Vertraulichkeit ist im Allgemeinen ein Datenschutzproblem. Es ist nur ein allgemeinerer Begriff.

Es ist, als würde man Tier statt Hund sagen.

Zusätzlich zu den Definitionen können Sie dies bestätigen, indem Sie nach Synonymen für Datenschutz suchen. a> und Synonyme für Vertraulichkeit. Sie können Vertraulichkeit anstelle von Datenschutz verwenden, aber nicht das Gegenteil.

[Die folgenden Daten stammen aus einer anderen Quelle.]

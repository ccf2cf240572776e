use paddock_ui_graphics::Point;
use std::cell::Cell;
use std::rc::Rc;

pub type PointerId = u64;

#[derive(Clone, Copy, Debug, PartialEq, Eq)]
pub enum PointerPhase {
    Start,
    Move,
    End,
    Cancel,
}

#[derive(Clone, Copy, Debug, PartialEq, Eq)]
pub enum PointerEventKind {
    Down,
    Move,
    Up,
    /// The platform took the pointer away (multi-touch, system gesture).
    Cancel,
}

/// Pointer event with consumption tracking for gesture disambiguation.
///
/// A swipe that has been admitted consumes its events so the card body
/// does not also treat the release as a tap.
#[derive(Clone, Debug)]
pub struct PointerEvent {
    pub id: PointerId,
    pub kind: PointerEventKind,
    pub phase: PointerPhase,
    /// Position relative to the list item.
    pub position: Point,
    /// Monotonic event time, used for velocity tracking.
    pub uptime_millis: i64,
    consumed: Rc<Cell<bool>>,
}

impl PointerEvent {
    pub fn new(kind: PointerEventKind, position: Point, uptime_millis: i64) -> Self {
        Self {
            id: 0,
            kind,
            phase: match kind {
                PointerEventKind::Down => PointerPhase::Start,
                PointerEventKind::Move => PointerPhase::Move,
                PointerEventKind::Up => PointerPhase::End,
                PointerEventKind::Cancel => PointerPhase::Cancel,
            },
            position,
            uptime_millis,
            consumed: Rc::new(Cell::new(false)),
        }
    }

    pub fn down(position: Point, uptime_millis: i64) -> Self {
        Self::new(PointerEventKind::Down, position, uptime_millis)
    }

    pub fn moved(position: Point, uptime_millis: i64) -> Self {
        Self::new(PointerEventKind::Move, position, uptime_millis)
    }

    pub fn up(position: Point, uptime_millis: i64) -> Self {
        Self::new(PointerEventKind::Up, position, uptime_millis)
    }

    pub fn cancel(position: Point, uptime_millis: i64) -> Self {
        Self::new(PointerEventKind::Cancel, position, uptime_millis)
    }

    pub fn with_id(mut self, id: PointerId) -> Self {
        self.id = id;
        self
    }

    /// Mark this event as consumed, preventing other handlers from processing it.
    pub fn consume(&self) {
        self.consumed.set(true);
    }

    pub fn is_consumed(&self) -> bool {
        self.consumed.get()
    }
}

Erstens sind CIA (Vertraulichkeit, Integrität und Verfügbarkeit) keine umfassenden Ziele für die Informationssicherheit. Andere Prinzipien wie Privatsphäre und Nicht-Zurückweisung passen nicht sauber in diese berühmte Triade. ISO / IEC 27000: 2009 definiert Informationssicherheit als: "Wahrung der Vertraulichkeit, Integrität und Verfügbarkeit von Informationen. Hinweis: Darüber hinaus können andere Eigenschaften wie Authentizität, Rechenschaftspflicht, Nicht-Zurückweisung und Zuverlässigkeit ebenfalls berücksichtigt werden involviert sein." (Hervorhebung hinzugefügt)

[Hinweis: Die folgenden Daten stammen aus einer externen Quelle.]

use super::*;

use crate::models::{
    Conversation, ConversationPeer, LastMessage, ListingSummary, Notification, NotificationKind,
    NotificationPriority, NotificationStatus,
};
use chrono::TimeZone;
use paddock_core::{Runtime, FRAME_INTERVAL_NANOS};
use paddock_ui_graphics::Point;

struct FakeStore<S> {
    records: Vec<S>,
    fail_fetch: bool,
    fail_delete: bool,
    deleted: Vec<String>,
    marked: Vec<String>,
    marked_all: usize,
}

impl<S> FakeStore<S> {
    fn with(records: Vec<S>) -> Self {
        Self {
            records,
            fail_fetch: false,
            fail_delete: false,
            deleted: Vec::new(),
            marked: Vec::new(),
            marked_all: 0,
        }
    }
}

impl<S: ListSubject> SubjectStore<S> for FakeStore<S> {
    fn fetch_all(&mut self) -> Result<Vec<S>, StoreError> {
        if self.fail_fetch {
            return Err(StoreError::Network("offline".into()));
        }
        Ok(self.records.clone())
    }

    fn delete(&mut self, id: &str) -> Result<(), StoreError> {
        if self.fail_delete {
            return Err(StoreError::Rejected(500));
        }
        self.deleted.push(id.to_string());
        self.records.retain(|record| record.id() != id);
        Ok(())
    }

    fn mark_read(&mut self, id: &str) -> Result<(), StoreError> {
        self.marked.push(id.to_string());
        Ok(())
    }

    fn mark_all_read(&mut self) -> Result<(), StoreError> {
        self.marked_all += 1;
        Ok(())
    }
}

fn stamp() -> DateTime<Utc> {
    Utc.with_ymd_and_hms(2025, 6, 1, 10, 0, 0).unwrap()
}

fn conversation(id: &str, first_name: &str) -> Conversation {
    Conversation {
        id: id.to_string(),
        last_message: LastMessage {
            id: format!("{id}-last"),
            message: "Merhaba".to_string(),
            created_at: stamp(),
            sender_id: id.to_string(),
            listing_id: format!("listing-{id}"),
        },
        unread_count: 1,
        other_user: ConversationPeer {
            id: id.to_string(),
            first_name: first_name.to_string(),
            last_name: "Yılmaz".to_string(),
            profile_image: None,
        },
        listing: ListingSummary {
            id: format!("listing-{id}"),
            title: "Merinos koyun".to_string(),
            price: 7_500.0,
            images: Vec::new(),
        },
    }
}

fn notification(id: &str, unread: bool) -> Notification {
    Notification {
        id: id.to_string(),
        user_id: "me".to_string(),
        kind: NotificationKind::Message,
        priority: NotificationPriority::High,
        title: format!("Bildirim {id}"),
        message: "Yeni mesajınız var".to_string(),
        data: serde_json::Value::Null,
        status: if unread {
            NotificationStatus::Unread
        } else {
            NotificationStatus::Read
        },
        is_email_sent: false,
        is_push_sent: false,
        created_at: stamp(),
        read_at: None,
    }
}

struct Driver {
    runtime: Runtime,
    time: u64,
    uptime: i64,
}

impl Driver {
    fn new() -> Self {
        Self {
            runtime: Runtime::new(),
            time: 0,
            uptime: 0,
        }
    }

    fn screen<S: ListSubject>(&self, records: Vec<S>) -> ListScreen<S, FakeStore<S>> {
        let config = SwipeConfig::for_viewport(400.0);
        let mut screen = ListScreen::new(FakeStore::with(records), self.runtime.handle(), config)
            .expect("valid config")
            .with_clock(stamp);
        screen.refresh().expect("fetch");
        screen
    }

    fn event<S: ListSubject>(
        &mut self,
        screen: &mut ListScreen<S, FakeStore<S>>,
        id: &str,
        make: fn(Point, i64) -> PointerEvent,
        dx: f32,
    ) -> SwipeState {
        self.uptime += 16;
        screen
            .pointer_event(id, &make(Point::new(300.0 + dx, 30.0), self.uptime))
            .expect("known id")
    }

    fn swipe<S: ListSubject>(
        &mut self,
        screen: &mut ListScreen<S, FakeStore<S>>,
        id: &str,
        dx: f32,
    ) -> SwipeState {
        self.event(screen, id, PointerEvent::down, 0.0);
        for step in 1..=4 {
            self.event(screen, id, PointerEvent::moved, dx * step as f32 / 4.0);
        }
        self.event(screen, id, PointerEvent::up, dx)
    }

    fn settle<S: ListSubject>(&mut self, screen: &mut ListScreen<S, FakeStore<S>>) {
        for _ in 0..600 {
            if !self.runtime.handle().has_frame_callbacks() {
                return;
            }
            self.time += FRAME_INTERVAL_NANOS;
            screen.frame(self.time);
        }
        panic!("screen did not settle");
    }
}

#[test]
fn refresh_loads_records_in_order() {
    let driver = Driver::new();
    let screen = driver.screen(vec![
        notification("a", true),
        notification("b", false),
        notification("c", true),
    ]);
    assert_eq!(screen.ids().collect::<Vec<_>>(), vec!["a", "b", "c"]);
    assert_eq!(screen.unread_count(), 2);
    assert_eq!(
        screen.item("b").map(|item| item.variant()),
        Some(crate::swipe::CardVariant::Notification)
    );
    assert!(screen.is_idle());
}

#[test]
fn refresh_failure_is_reported() {
    let driver = Driver::new();
    let mut screen = driver.screen(vec![conversation("a", "Ali")]);
    screen.store_mut().fail_fetch = true;
    assert!(matches!(
        screen.refresh(),
        Err(ScreenError::Store(StoreError::Network(_)))
    ));
    assert_eq!(screen.len(), 1);
}

#[test]
fn tapping_conversation_opens_chat() {
    let mut driver = Driver::new();
    let mut screen = driver.screen(vec![conversation("a", "Ali")]);
    driver.event(&mut screen, "a", PointerEvent::down, 0.0);
    driver.event(&mut screen, "a", PointerEvent::up, 0.0);

    assert_eq!(
        screen.drain_effects(),
        vec![ScreenEffect::OpenChat(ChatRoute {
            other_user_id: "a".into(),
            listing_id: "listing-a".into(),
            other_user_name: "Ali Yılmaz".into(),
            listing_title: "Merinos koyun".into(),
        })]
    );
    assert!(screen.drain_effects().is_empty());
}

#[test]
fn tapping_unread_notification_marks_it_read() {
    let mut driver = Driver::new();
    let mut screen = driver.screen(vec![notification("a", true), notification("b", true)]);

    assert_eq!(screen.tap("a").unwrap(), TapOutcome::Opened);
    assert_eq!(screen.store().marked, vec!["a".to_string()]);
    assert_eq!(screen.unread_count(), 1);
    let read = screen.subject("a").unwrap();
    assert_eq!(read.status, NotificationStatus::Read);
    assert_eq!(read.read_at, Some(stamp()));
    assert_eq!(
        screen.item("a").unwrap().subject().status,
        NotificationStatus::Read
    );

    screen.tap("a").unwrap();
    assert_eq!(screen.store().marked.len(), 1);
    assert!(screen.drain_effects().is_empty());
    driver.settle(&mut screen);
}

#[test]
fn swipe_delete_removes_after_exit() {
    let mut driver = Driver::new();
    let mut screen = driver.screen(vec![conversation("a", "Ali"), conversation("b", "Ayşe")]);

    assert_eq!(driver.swipe(&mut screen, "a", -260.0), SwipeState::Removing);
    assert_eq!(screen.len(), 2);
    assert!(screen.store().deleted.is_empty());

    driver.settle(&mut screen);
    assert_eq!(screen.store().deleted, vec!["a".to_string()]);
    assert_eq!(screen.ids().collect::<Vec<_>>(), vec!["b"]);
    assert!(screen.item("a").is_none());
    assert_eq!(
        screen.drain_effects(),
        vec![ScreenEffect::Removed {
            id: "a".into(),
            notice: Some("Konuşma silindi"),
        }]
    );
}

#[test]
fn reveal_and_affordance_tap_deletes_notification() {
    let mut driver = Driver::new();
    let mut screen = driver.screen(vec![notification("a", false)]);

    assert_eq!(driver.swipe(&mut screen, "a", -150.0), SwipeState::Revealed);
    driver.settle(&mut screen);
    assert_eq!(screen.visuals("a").unwrap().offset, -120.0);

    assert!(screen.tap_delete_affordance("a").unwrap());
    driver.settle(&mut screen);
    assert!(screen.is_empty());
    assert_eq!(screen.store().deleted, vec!["a".to_string()]);
}

#[test]
fn delete_button_prompts_by_default() {
    let mut driver = Driver::new();
    let mut screen = driver
        .screen(vec![conversation("a", "Ali")])
        .with_presentation(Presentation::pointer());

    assert!(screen.tap_delete_button("a").unwrap());
    assert_eq!(
        screen.drain_effects(),
        vec![ScreenEffect::ConfirmDelete {
            id: "a".into(),
            prompt: DeletePrompt {
                title: "Konuşmayı Sil".into(),
                message: "Ali Yılmaz ile olan konuşmayı silmek istediğinizden emin misiniz?"
                    .into(),
            },
        }]
    );
    assert_eq!(screen.pending_delete(), Some("a"));
    assert_eq!(screen.len(), 1);

    screen.cancel_delete().unwrap();
    assert_eq!(screen.len(), 1);
    assert_eq!(screen.pending_delete(), None);
    assert!(screen.store().deleted.is_empty());

    screen.tap_delete_button("a").unwrap();
    screen.confirm_delete().unwrap();
    assert!(screen.is_empty());
    assert!(matches!(
        screen.drain_effects().last(),
        Some(ScreenEffect::Removed { .. })
    ));
    driver.settle(&mut screen);
}

#[test]
fn delete_button_hidden_on_touch_layouts() {
    let driver = Driver::new();
    let mut screen = driver.screen(vec![conversation("a", "Ali")]);
    assert!(!screen.tap_delete_button("a").unwrap());
    assert!(!screen.visuals("a").unwrap().delete_button_visible);
    assert!(screen.drain_effects().is_empty());
}

#[test]
fn never_confirm_deletes_button_taps_immediately() {
    let driver = Driver::new();
    let mut screen = driver
        .screen(vec![notification("a", false)])
        .with_presentation(Presentation::pointer())
        .with_confirmation(DeleteConfirmation::Never);
    screen.tap_delete_button("a").unwrap();
    assert!(screen.is_empty());
    assert_eq!(
        screen.drain_effects(),
        vec![ScreenEffect::Removed {
            id: "a".into(),
            notice: None,
        }]
    );
}

#[test]
fn always_confirm_restores_swiped_card_on_cancel() {
    let mut driver = Driver::new();
    let mut screen = driver
        .screen(vec![notification("a", false)])
        .with_confirmation(DeleteConfirmation::Always);

    driver.swipe(&mut screen, "a", -300.0);
    driver.settle(&mut screen);
    assert_eq!(screen.len(), 1);
    assert!(matches!(
        screen.drain_effects().as_slice(),
        [ScreenEffect::ConfirmDelete { id, .. }] if id == "a"
    ));
    assert_eq!(screen.visuals("a").unwrap().opacity, 0.0);

    screen.cancel_delete().unwrap();
    let visuals = screen.visuals("a").unwrap();
    assert_eq!(visuals.state, SwipeState::Resting);
    assert_eq!(visuals.offset, 0.0);
    assert_eq!(visuals.opacity, 1.0);
    assert!(screen.store().deleted.is_empty());
}

#[test]
fn always_confirm_then_confirm_deletes() {
    let mut driver = Driver::new();
    let mut screen = driver
        .screen(vec![notification("a", false), notification("b", false)])
        .with_confirmation(DeleteConfirmation::Always);
    driver.swipe(&mut screen, "b", -300.0);
    driver.settle(&mut screen);
    screen.confirm_delete().unwrap();
    assert_eq!(screen.ids().collect::<Vec<_>>(), vec!["a"]);
}

#[test]
fn failed_delete_reinserts_in_place_and_alerts() {
    let mut driver = Driver::new();
    let mut screen = driver.screen(vec![
        notification("a", false),
        notification("b", false),
        notification("c", false),
    ]);
    screen.store_mut().fail_delete = true;

    driver.swipe(&mut screen, "b", -250.0);
    driver.settle(&mut screen);

    assert_eq!(screen.ids().collect::<Vec<_>>(), vec!["a", "b", "c"]);
    assert_eq!(
        screen.drain_effects(),
        vec![ScreenEffect::Alert {
            title: "Hata".into(),
            message: "Bildirim silinemedi. Lütfen tekrar deneyin.".into(),
        }]
    );
    let visuals = screen.visuals("b").unwrap();
    assert_eq!(visuals.state, SwipeState::Resting);
    assert_eq!(visuals.offset, 0.0);
}

#[test]
fn unknown_ids_and_missing_confirmation_are_errors() {
    let driver = Driver::new();
    let mut screen = driver.screen(vec![conversation("a", "Ali")]);
    assert!(matches!(
        screen.tap("zzz"),
        Err(ScreenError::UnknownSubject(id)) if id == "zzz"
    ));
    assert!(matches!(
        screen.confirm_delete(),
        Err(ScreenError::NoPendingDelete)
    ));
    assert!(matches!(
        screen.cancel_delete(),
        Err(ScreenError::NoPendingDelete)
    ));
}

#[test]
fn mark_all_read_clears_unread() {
    let driver = Driver::new();
    let mut screen = driver.screen(vec![notification("a", true), notification("b", true)]);
    screen.mark_all_read().unwrap();
    assert_eq!(screen.unread_count(), 0);
    assert_eq!(screen.store().marked_all, 1);
    assert!(screen
        .subjects()
        .all(|subject| subject.read_at == Some(stamp())));
}

#[test]
fn refresh_keeps_swipe_state_of_surviving_rows() {
    let mut driver = Driver::new();
    let mut screen = driver.screen(vec![notification("a", false), notification("b", false)]);
    driver.swipe(&mut screen, "a", -150.0);
    driver.settle(&mut screen);

    screen.store_mut().records.push(notification("c", true));
    assert_eq!(screen.refresh().unwrap(), 3);
    assert_eq!(screen.visuals("a").unwrap().state, SwipeState::Revealed);
    assert_eq!(screen.visuals("c").unwrap().state, SwipeState::Resting);
}

#[test]
fn rows_animate_independently() {
    let mut driver = Driver::new();
    let mut screen = driver.screen(vec![notification("a", false), notification("b", false)]);

    driver.swipe(&mut screen, "a", -80.0);
    driver.event(&mut screen, "b", PointerEvent::down, 0.0);
    driver.event(&mut screen, "b", PointerEvent::moved, -60.0);
    assert_eq!(screen.visuals("a").unwrap().state, SwipeState::Resting);

    driver.settle(&mut screen);
    assert_eq!(screen.visuals("a").unwrap().offset, 0.0);
    assert_eq!(
        screen.visuals("b").unwrap().state,
        SwipeState::Dragging { offset: -60.0 }
    );
}

#[test]
fn bad_viewport_width_keeps_layout() {
    let driver = Driver::new();
    let mut screen = driver.screen(vec![conversation("a", "Ali")]);
    assert!(screen.set_viewport_width(-1.0).is_err());
    assert_eq!(screen.config().viewport_width, 400.0);
    screen.set_viewport_width(800.0).unwrap();
    assert_eq!(screen.item("a").unwrap().config().viewport_width, 800.0);
}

Während beide Prinzipien besagen, dass persönliche oder sensible Informationen nicht in die falschen Hände geraten dürfen, haben Datenschutz und Vertraulichkeit leicht unterschiedliche Definitionen, insbesondere in einer technischen Anwendung. ISO 27000 definiert Vertraulichkeit als "das Eigentum, dass Informationen nicht unbefugten Personen, Organisationen oder Prozessen zur Verfügung gestellt oder offengelegt werden". Der Schlüssel hier ist "nicht autorisiert". Die Vertraulichkeit soll eine zuverlässige Möglichkeit bieten, Informationen nur an autorisierte Personen weiterzugeben und Informationen ohne Lecks vor allen anderen Parteien zu verbergen. Dies schließt auch Informationen ein, die andere vertrauliche Informationen gefährden könnten, wie z. B. das CPU-Timing und die während der Kryptografie verwendete Leistung.

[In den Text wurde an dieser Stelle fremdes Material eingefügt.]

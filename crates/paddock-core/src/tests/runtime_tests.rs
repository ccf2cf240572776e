use super::*;
use crate::{MutableState, FRAME_INTERVAL_NANOS};
use std::cell::RefCell;
use std::rc::Rc;

#[test]
fn callbacks_run_once_in_registration_order() {
    let runtime = Runtime::new();
    let handle = runtime.handle();
    let log = Rc::new(RefCell::new(Vec::new()));

    for label in ["a", "b", "c"] {
        let log = Rc::clone(&log);
        handle.register_frame_callback(move |time| log.borrow_mut().push((label, time)));
    }

    handle.drain_frame_callbacks(FRAME_INTERVAL_NANOS);
    handle.drain_frame_callbacks(2 * FRAME_INTERVAL_NANOS);

    assert_eq!(
        log.borrow().as_slice(),
        &[
            ("a", FRAME_INTERVAL_NANOS),
            ("b", FRAME_INTERVAL_NANOS),
            ("c", FRAME_INTERVAL_NANOS)
        ]
    );
    assert!(!handle.has_frame_callbacks());
}

#[test]
fn callbacks_registered_during_drain_wait_for_next_frame() {
    let runtime = Runtime::new();
    let handle = runtime.handle();
    let hits = Rc::new(RefCell::new(Vec::new()));

    {
        let hits = Rc::clone(&hits);
        let inner_handle = handle.clone();
        handle.register_frame_callback(move |time| {
            hits.borrow_mut().push(time);
            let hits = Rc::clone(&hits);
            inner_handle.register_frame_callback(move |time| hits.borrow_mut().push(time));
        });
    }

    handle.drain_frame_callbacks(10);
    assert_eq!(hits.borrow().as_slice(), &[10]);
    assert!(handle.has_frame_callbacks());

    handle.drain_frame_callbacks(20);
    assert_eq!(hits.borrow().as_slice(), &[10, 20]);
}

#[test]
fn dropping_registration_cancels_callback() {
    let runtime = Runtime::new();
    let clock = runtime.frame_clock();
    let fired = Rc::new(RefCell::new(false));

    let registration = {
        let fired = Rc::clone(&fired);
        clock.with_frame_nanos(move |_| *fired.borrow_mut() = true)
    };
    assert!(registration.is_active());
    drop(registration);

    runtime.handle().drain_frame_callbacks(FRAME_INTERVAL_NANOS);
    assert!(!*fired.borrow());
}

#[test]
fn frame_millis_are_derived_from_nanos() {
    let runtime = Runtime::new();
    let seen = Rc::new(RefCell::new(None));
    let _registration = {
        let seen = Rc::clone(&seen);
        runtime
            .frame_clock()
            .with_frame_millis(move |millis| *seen.borrow_mut() = Some(millis))
    };
    runtime.handle().drain_frame_callbacks(48_000_000);
    assert_eq!(*seen.borrow(), Some(48));
}

#[test]
fn frame_time_never_goes_backwards() {
    let runtime = Runtime::new();
    let handle = runtime.handle();
    handle.drain_frame_callbacks(1_000);

    let seen = Rc::new(RefCell::new(0u64));
    {
        let seen = Rc::clone(&seen);
        handle.register_frame_callback(move |time| *seen.borrow_mut() = time);
    }
    handle.drain_frame_callbacks(500);
    assert_eq!(*seen.borrow(), 1_000);
    assert_eq!(handle.last_frame_nanos(), Some(1_000));
}

#[test]
fn handle_outliving_runtime_is_inert() {
    let handle = {
        let runtime = Runtime::new();
        runtime.handle()
    };
    assert!(!handle.is_alive());
    assert!(handle.register_frame_callback(|_| {}).is_none());
    let registration = handle.frame_clock().with_frame_nanos(|_| {});
    assert!(!registration.is_active());
    handle.drain_frame_callbacks(FRAME_INTERVAL_NANOS);
}

#[test]
fn state_versions_track_writes() {
    let state = MutableState::new(0.0f32);
    let view = state.as_state();
    assert_eq!(view.version(), 0);

    state.set_value(-42.0);
    state.update(|value| *value -= 8.0);

    assert_eq!(view.get(), -50.0);
    assert_eq!(view.version(), 2);
}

Datenschutz ist sowohl ein kultureller als auch ein rechtlicher Standard, der stark variiert und das Recht auf Anonymität und das Recht einschließen kann zu entscheiden, an wen Informationen weitergegeben werden, das Fehlen von Eingriffen, das Recht, vertrauliche Informationen zu verbergen, und Einschränkungen beim Zugriff auf bestimmte persönliche Gegenstände (wie meine Festplatte oder Heimkameras). Einige dieser Kategorien fallen nicht nur nicht sauber unter die Definition der Vertraulichkeit, sondern es gibt auch einige Kategorien, in denen der Zugriff auf Informationen autorisiert ist, aber dennoch die Privatsphäre verletzt.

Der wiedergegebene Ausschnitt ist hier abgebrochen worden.